Abstract

THE HEMOSTATIC GOALS for anticoagulation during cardiac surgery are to prevent clotting to allow for cannulation and initiation of cardiopulmonary bypass (CPB), inhibit thrombin generation during CPB, and reverse anticoagulation in a safe and complete manner.1 “Adequate anticoagulation” for CPB is traditionally determined by the activated coagulation time (ACT), a whole blood hemostatic activation test that is influenced by multiple causes.1–4 Heparin resistance has been frequently reported in the literature, often because of a variety of causes.5–15 The definition commonly used for heparin resistance is an ACT of <480 seconds after the addition of 500 U/kg of heparin.5–9 Unfortunately, the terminology used for heparin resistance is a misnomer; in fact, what is observed is an alteration in heparin dose-responsiveness, with a shift of the heparin response curve.

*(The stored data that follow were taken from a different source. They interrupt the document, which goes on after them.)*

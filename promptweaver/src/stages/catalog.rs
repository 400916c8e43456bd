//! The built-in stage personas and task texts.
//!
//! Dependencies are not set here; [`crate::pipeline::build`] wires them per
//! mode so the same descriptor can be reused by both stage sets.

use super::{Role, Stage, StageName};
use crate::pipeline::DIRECTIVE_LINE;

/// Requirements analysis of the raw instruction.
#[must_use]
pub fn analyze() -> Stage {
    Stage::new(
        StageName::Analyze,
        Role::new(
            "Prompt Requirements Analyst",
            "Deeply understand and clarify the user's instruction. Identify objective, \
             audience, format, context, and constraints.",
            "You are a specialist in translating high-level ideas into clear prompt \
             specifications for LLMs.",
        ),
        "Analyze the user's instruction: '{instruction}'. Break down core objective, \
         target LLM (if any), desired output, key info, and constraints.\n\n\
         Expected output: a structured breakdown including:\n\
         - Core Objective\n- Target Audience/LLM\n- Desired Output\n\
         - Context/Background\n- Constraints/Edge Cases",
    )
}

/// Maps the analysis onto frameworks and techniques from the knowledge base.
#[must_use]
pub fn research() -> Stage {
    Stage::new(
        StageName::Research,
        Role::new(
            "Prompt Engineering Knowledge Specialist",
            "Leverage the internal knowledge base to find the best prompt frameworks, \
             techniques, and model-specific insights.",
            "You instantly map user needs to advanced prompt strategies documented \
             across our internal library.",
        ),
        "Based on the analysis of '{instruction}', synthesize the best fitting \
         frameworks, techniques, and model-specific advice from the knowledge base.\n\n\
         Expected output: a summary including:\n\
         - Recommended Framework(s)\n- Key Techniques\n- Model-specific Tips\n\
         - Important Constraints\n- Knowledge Base References",
    )
}

/// First structured draft of the prompt.
#[must_use]
pub fn draft() -> Stage {
    Stage::new(
        StageName::Draft,
        Role::new(
            "Creative Prompt Drafter",
            "Craft the initial structured prompt draft applying the analyzed \
             requirements and research insights.",
            "You are a creative architect, structuring prompts using frameworks like \
             PECRA, SCQA, RISEN.",
        ),
        "Draft an initial structured prompt for '{instruction}' using the \
         requirements and any research insights. Apply suitable frameworks.\n\n\
         Expected output: a Markdown-formatted draft prompt including sections like \
         Objective, Context, Workflow Steps, Constraints, Validation Criteria.",
    )
}

/// Critical review of the draft.
#[must_use]
pub fn critique() -> Stage {
    Stage::new(
        StageName::Critique,
        Role::new(
            "Critical Prompt Refiner",
            "Critically evaluate the draft against requirements and best practices, \
             offering actionable refinements.",
            "You rigorously critique prompts based on clarity, structure, completeness, \
             and best practices from the knowledge base.",
        ),
        "Critique the draft prompt for '{instruction}' for clarity, completeness, \
         structure, and adherence to best practices.\n\n\
         Expected output: actionable critique points with specific suggestions for \
         improving the prompt.",
    )
}

/// Checks the draft against the original requirements.
#[must_use]
pub fn validate() -> Stage {
    Stage::new(
        StageName::Validate,
        Role::new(
            "Prompt Requirements Validator",
            "Verify that the draft satisfies every requirement implied by the user's \
             instruction and is ready for direct execution.",
            "You are a meticulous reviewer who checks prompts against their \
             specification before they ship.",
        ),
        "Validate the draft prompt for '{instruction}'. Check that the objective is \
         explicit, required sections are present, constraints are testable, and \
         nothing asks the executing model for clarification.\n\n\
         Expected output: a checklist of satisfied and unsatisfied requirements with \
         the concrete fix for each gap.",
    )
}

/// Produces the final, execution-ready document.
#[must_use]
pub fn finalize(append_directive: bool) -> Stage {
    let closing = if append_directive {
        format!("- Adds a final line: '{DIRECTIVE_LINE}'\n")
    } else {
        String::new()
    };

    Stage::new(
        StageName::Finalize,
        Role::new(
            "LLM Prompt Architect & Finisher",
            "Synthesize and finalize the execution-ready prompt, strictly clean, \
             formatted, and free of meta notes.",
            "You are the final authority, polishing prompts into flawless, \
             production-grade artifacts.",
        ),
        format!(
            "Revise and finalize the structured prompt for '{{instruction}}' for \
             immediate execution. Ensure that the final prompt:\n\
             - Starts with a Title Case heading\n\
             - Contains Objective, Context, Workflow Steps, Constraints, Validation \
             Criteria, and Examples\n\
             - Omits any 'request for clarification', 'feedback prompts', or 'next \
             steps' sections\n\
             - Ends cleanly without any meta comments or questions\n\
             {closing}\
             Format strictly in clean, professional Markdown.\n\n\
             Expected output: a definitive, execution-ready structured prompt without \
             meta sections."
        ),
    )
}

Patients actually increase their ACT in response to heparin but not in a linear fashion.8 True heparin resistance is potentially associated with a homozygous antithrombin deficiency, a syndrome that is most likely incompatible with life. Therefore, it is proposed that the term “heparin resistance” be replaced with “altered heparin responsiveness,” especially because the ACT is used to determine this clinical syndrome.